3. Refondre le rationalisme sans la béquille du socialisme scientifique. 1956-1970.
Période marquée par les dissidences au sein du PCF après 1956 (rapport Kroutchev). De nouvelles thématiques apparaissent autour du rapport au monde productif, du développement de l’éducation scientifique du grand public, de la lutte contre les pseudo-sciences et l’ésotérisme (publication du Matin des magiciens par Louis Pauwels et Jacques Bergier en 1960).
4. Sauver le grand public de l’irrationnel. La bataille de l’information scientifique et contre les pseudo-sciences. 1970-1993.
Création de l’Association française pour l’information scientifique (AFIS) en 1968 par Michel Rouzé. Les Cahiers de l’AFIS qui deviennent Science et pseudo-sciences en 1985, dénoncent l’astrologie, l’homéopathie, les émissions pseudo-scientifiques à la télévision, les «charlatans» et défendent l’innovation technologique.
5. Le mouvement rationaliste rattrapé par les patrons des nouvelles bureaucraties savantes. 1979-2010.
Les années soixante voient la multiplication d’institutions de la politique scientifique et technologique et le développement de la recherche industrielle. La peur des technologies et de leurs effets est dénoncée par l’UR comme un nouvel ésotérisme. Maurice Tubiana publie Le refus du réel en 1978, contre l’écologisme, le «retour à la nature» et en faveur du programme nucléaire civil. Henri Broch développe la zététique à l’université de Nice, avec un service minitel dédié, valorisant l’innovation technologique.
6. Le triomphe d’une épistémologie de marché. 1990-2005.
Dans un contexte de privatisation de l’économie et d’évolution des corps d’ingénieurs sont ouverts les débats sur l’expertise scientifique par rapport à la décision publique, sur le principe de précaution, le climat et les climato-sceptiques. L’UR décline, avec les héritiers des familles des créateurs. L’AFIS arrive à se renouveler.
En développant l’histoire des trois principales organisations – Union rationaliste, Association française pour l’information scientifique et Laboratoire de zététique (en dépit de la faiblesse des archives) –, l’auteur affiche un objectif de sociologie historique des sciences et des techniques.

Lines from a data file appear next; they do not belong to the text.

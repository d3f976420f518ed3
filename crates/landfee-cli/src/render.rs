//! # Breakdown Rendering
//!
//! Text and JSON views of a [`BillingBreakdown`]. Both carry the content
//! digest, so a printed quote can be matched against a stored one.

use anyhow::Result;
use serde_json::json;

use landfee_core::{format_currency, BillingBreakdown, Decimal, LineKind};

use crate::OutputFormat;

const LABEL_WIDTH: usize = 58;

/// Render a breakdown in the requested format.
pub fn render(
    breakdown: &BillingBreakdown,
    tax_rate: Decimal,
    format: OutputFormat,
) -> Result<String> {
    match format {
        OutputFormat::Text => render_text(breakdown, tax_rate),
        OutputFormat::Json => render_json(breakdown),
    }
}

/// Human-readable table of lines, internal adjustments and totals.
pub fn render_text(breakdown: &BillingBreakdown, tax_rate: Decimal) -> Result<String> {
    let money = |amount: Decimal| format_currency(amount, breakdown.currency);
    let mut out = String::new();

    for item in &breakdown.items {
        let label = match item.kind {
            LineKind::Charge => item.description.clone(),
            LineKind::Component => format!("  incl. {}", item.description),
        };
        out.push_str(&row(&label, &money(item.amount)));
        if let (Some(quantity), Some(unit_price)) = (item.quantity, item.unit_price) {
            out.push_str(&format!("    {quantity} x {}\n", money(unit_price)));
        }
    }

    if !breakdown.adjustments.is_empty() {
        out.push_str("Not itemized to customer:\n");
        for adjustment in &breakdown.adjustments {
            out.push_str(&row(
                &format!("  {}", adjustment.description),
                &money(adjustment.amount),
            ));
        }
    }

    out.push_str(&row("Subtotal", &money(breakdown.subtotal)));
    let tax_label = if breakdown.taxable {
        format!("Tax ({}%)", (tax_rate * Decimal::ONE_HUNDRED).normalize())
    } else {
        "Tax (exempt)".to_string()
    };
    out.push_str(&row(&tax_label, &money(breakdown.tax)));
    out.push_str(&row("Total", &money(breakdown.total)));
    out.push_str(&format!("digest {}\n", breakdown.digest()?));
    Ok(out)
}

/// The breakdown and its digest as pretty-printed JSON.
pub fn render_json(breakdown: &BillingBreakdown) -> Result<String> {
    let value = json!({
        "breakdown": breakdown,
        "digest": breakdown.digest()?.to_string(),
    });
    Ok(serde_json::to_string_pretty(&value)?)
}

fn row(label: &str, amount: &str) -> String {
    format!("{label:<width$} {amount:>18}\n", width = LABEL_WIDTH)
}

#[cfg(test)]
mod tests {
    use super::*;
    use landfee_tariff::{SurveyFeeRequest, SurveyKind, TariffSchedule, ZoneKey};
    use rust_decimal_macros::dec;

    fn breakdown(kind: SurveyKind) -> BillingBreakdown {
        let request = SurveyFeeRequest::new(ZoneKey::new("A").unwrap(), dec!(500), kind);
        TariffSchedule::builtin()
            .calculate_survey_fee(&request)
            .unwrap()
    }

    #[test]
    fn text_lists_lines_adjustments_and_totals() {
        let text = render_text(&breakdown(SurveyKind::Standard), dec!(0.13)).unwrap();
        assert!(text.contains("Standard survey, Zone A (Prime Island)"));
        assert!(text.contains("₦1,575,000.00"));
        assert!(text.contains("Not itemized to customer:"));
        assert!(text.contains("₦456,750.00"));
        assert!(text.contains("Tax (13%)"));
        assert!(text.contains("₦2,318,478.00"));
        assert!(text.contains("digest sha256:"));
    }

    #[test]
    fn exempt_breakdown_says_so() {
        let text = render_text(&breakdown(SurveyKind::PlanFiling), dec!(0.13)).unwrap();
        assert!(text.contains("Tax (exempt)"));
    }

    #[test]
    fn json_round_trips_breakdown() {
        let b = breakdown(SurveyKind::Details);
        let json = render_json(&b).unwrap();
        let value: serde_json::Value = serde_json::from_str(&json).unwrap();
        let parsed: BillingBreakdown =
            serde_json::from_value(value["breakdown"].clone()).unwrap();
        assert_eq!(parsed, b);
        assert_eq!(
            value["digest"].as_str().unwrap(),
            b.digest().unwrap().to_string()
        );
    }
}
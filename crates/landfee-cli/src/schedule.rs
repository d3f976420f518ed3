//! # Schedule Subcommand
//!
//! Exports and validates tariff schedules.
//!
//! ## Commands
//!
//! - `landfee schedule dump` — print the active schedule as YAML, a starting
//!   point for an operator-maintained schedule file.
//! - `landfee schedule check <FILE>` — parse and validate a schedule file.

use std::path::{Path, PathBuf};

use anyhow::{Context, Result};
use clap::{Args, Subcommand};

use landfee_tariff::TariffSchedule;

/// Arguments for the `landfee schedule` subcommand.
#[derive(Args, Debug)]
pub struct ScheduleArgs {
    #[command(subcommand)]
    pub command: ScheduleCommand,
}

/// Schedule subcommands.
#[derive(Subcommand, Debug)]
pub enum ScheduleCommand {
    /// Print the active schedule as YAML.
    Dump,

    /// Validate a schedule file.
    Check {
        /// Path to the YAML schedule.
        path: PathBuf,
    },
}

/// Execute the schedule subcommand.
pub fn run_schedule(args: &ScheduleArgs, schedule: &TariffSchedule) -> Result<u8> {
    match &args.command {
        ScheduleCommand::Dump => {
            print!("{}", schedule.to_yaml()?);
            Ok(0)
        }
        ScheduleCommand::Check { path } => cmd_check(path),
    }
}

fn cmd_check(path: &Path) -> Result<u8> {
    let schedule = TariffSchedule::load(path)
        .with_context(|| format!("schedule {} is invalid", path.display()))?;
    println!(
        "OK: {}: {} zones, {} layout bands, currency {}",
        path.display(),
        schedule.zones.zones().len(),
        schedule.layout_bands.len(),
        schedule.currency
    );
    Ok(0)
}
//! # Quote Subcommand
//!
//! Prices survey and due-diligence requests against the active schedule.
//!
//! ## Commands
//!
//! - `landfee quote survey (--zone <KEY> | --area <NAME>) --plot-size <N> [--kind <KIND>] ...`
//! - `landfee quote due-diligence --land-area <N> [--client individual|corporate]`

use anyhow::{Context, Result};
use clap::{Args, Subcommand};

use landfee_core::{Decimal, TariffError, ZoneKey};
use landfee_tariff::{
    ClientType, DueDiligenceRequest, ServiceSubKind, SurveyFeeRequest, SurveyKind,
    TariffSchedule, TitleType,
};

use crate::render::render;
use crate::OutputFormat;

/// Arguments for the `landfee quote` subcommand.
#[derive(Args, Debug)]
pub struct QuoteArgs {
    #[command(subcommand)]
    pub command: QuoteCommand,
}

/// Quote subcommands.
#[derive(Subcommand, Debug)]
pub enum QuoteCommand {
    /// Price a land survey.
    Survey(SurveyArgs),
    /// Price a due-diligence search.
    DueDiligence(DueDiligenceArgs),
}

/// Arguments for `landfee quote survey`.
#[derive(Args, Debug)]
pub struct SurveyArgs {
    /// Zone key (A, B, ...).
    #[arg(long, required_unless_present = "area", conflicts_with = "area")]
    pub zone: Option<ZoneKey>,

    /// Administrative area; resolved to a zone.
    #[arg(long)]
    pub area: Option<String>,

    /// Plot size in square metres.
    #[arg(long)]
    pub plot_size: Decimal,

    /// Survey kind (standard, strata, layout, plan-filing, details,
    /// as-built, re-establishment, certificate-of-occupancy, gazette).
    #[arg(long, default_value = "standard")]
    pub kind: SurveyKind,

    /// Sub-kind for layout and plan filing (fresh-survey,
    /// existing-coordinates, direct-verification, retaking-points).
    #[arg(long)]
    pub sub_kind: Option<ServiceSubKind>,

    /// Title type (private, commercial, industrial).
    #[arg(long)]
    pub title: Option<TitleType>,

    /// Units (strata) or plots (layout).
    #[arg(long)]
    pub units: Option<u32>,

    /// Missing boundary markers (re-establishment).
    #[arg(long)]
    pub missing_markers: Option<u32>,

    /// Total boundary markers (re-establishment).
    #[arg(long)]
    pub total_markers: Option<u32>,

    /// Output format.
    #[arg(long, value_enum, default_value = "text")]
    pub format: OutputFormat,
}

/// Arguments for `landfee quote due-diligence`.
#[derive(Args, Debug)]
pub struct DueDiligenceArgs {
    /// Land area in square metres.
    #[arg(long)]
    pub land_area: Decimal,

    /// Client type (individual, corporate).
    #[arg(long, default_value = "individual")]
    pub client: ClientType,

    /// Output format.
    #[arg(long, value_enum, default_value = "text")]
    pub format: OutputFormat,
}

/// Execute the quote subcommand.
pub fn run_quote(args: &QuoteArgs, schedule: &TariffSchedule) -> Result<u8> {
    match &args.command {
        QuoteCommand::Survey(survey) => cmd_survey(survey, schedule),
        QuoteCommand::DueDiligence(dd) => cmd_due_diligence(dd, schedule),
    }
}

/// Build the engine request from command-line arguments.
pub fn survey_request(args: &SurveyArgs, schedule: &TariffSchedule) -> Result<SurveyFeeRequest> {
    let zone = match (&args.zone, &args.area) {
        (Some(zone), _) => zone.clone(),
        (None, Some(area)) => schedule
            .zones
            .resolve(area)
            .cloned()
            .ok_or_else(|| TariffError::UnknownZone(area.clone()))
            .with_context(|| format!("area {area:?} is not in any zone"))?,
        (None, None) => return Err(TariffError::MissingParameter { field: "zone" }.into()),
    };
    Ok(SurveyFeeRequest {
        zone,
        plot_size: args.plot_size,
        survey_kind: args.kind,
        service_sub_kind: args.sub_kind,
        title_type: args.title,
        unit_count: args.units,
        missing_marker_count: args.missing_markers,
        total_marker_count: args.total_markers,
    })
}

fn cmd_survey(args: &SurveyArgs, schedule: &TariffSchedule) -> Result<u8> {
    let request = survey_request(args, schedule)?;
    tracing::info!(zone = %request.zone, kind = %request.survey_kind, "quoting survey");
    let breakdown = schedule
        .calculate_survey_fee(&request)
        .with_context(|| format!("cannot quote {} survey", request.survey_kind))?;
    print!("{}", render(&breakdown, schedule.tax_rate, args.format)?);
    Ok(0)
}

fn cmd_due_diligence(args: &DueDiligenceArgs, schedule: &TariffSchedule) -> Result<u8> {
    let request = DueDiligenceRequest {
        land_area: args.land_area,
        client_type: args.client,
    };
    tracing::info!(client = %request.client_type, "quoting due diligence");
    let breakdown = schedule
        .calculate_due_diligence_fee(&request)
        .context("cannot quote due diligence")?;
    print!("{}", render(&breakdown, schedule.tax_rate, args.format)?);
    Ok(0)
}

A travers l’évocation chronologique d’une période qui connaît des changements considérables en ces domaines, il aborde l’implication du savant dans la vie politique et dans le débat idéologique (marxisme-léninisme, socialisme scientifique), les relations avec des mouvements adjacents (franc-maçonnerie, Ligue des droits de l’homme, mouvement syndical), le débat autour de la raison comme lieu neutre, l’ambition de promotion de la science auprès du grand public. Il signale combien le mouvement a été, de plus en plus, confronté au sujet du traitement de la critique de la technologie et des applications industrielles de la science durant les dernières décennies.
Bien que parfois un peu touffu, l’ouvrage se lit facilement mais gagnerait à une clarification de certains concepts utilisés (bureaucratie scientifique par exemple).